--- WORK ITEM ---
Reproduce the data in its entirety, exactly as supplied.

_ _ _ _

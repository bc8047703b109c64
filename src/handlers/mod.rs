use axum::response::Response;
use serde::Serialize;

use crate::utils::response::success;

pub mod bookings;
pub mod members;
pub mod notifications;
pub mod package_requests;
pub mod reports;
pub mod sessions;

#[derive(Serialize)]
struct HealthPayload {
    status: &'static str,
    service: &'static str,
}

pub async fn health_check() -> Response {
    let payload = HealthPayload {
        status: "ok",
        service: "gym-api",
    };

    success(payload, "Health check successful")
}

_ _ _ _

--- RESULT OF THIS TASK ---
repository bc8047703b109c64
filename src/handlers/mod.rs
use axum::response::Response;
use serde::Serialize;

use crate::utils::response::success;

pub mod bookings;
pub mod members;
pub mod notifications;
pub mod package_requests;
pub mod reports;
pub mod sessions;

#[derive(Serialize)]
struct HealthPayload {
    status: &'static str,
    service: &'static str,
}

pub async fn health_check() -> Response {
    let payload = HealthPayload {
        status: "ok",
        service: "gym-api",
    };

    success(payload, "Health check successful")
}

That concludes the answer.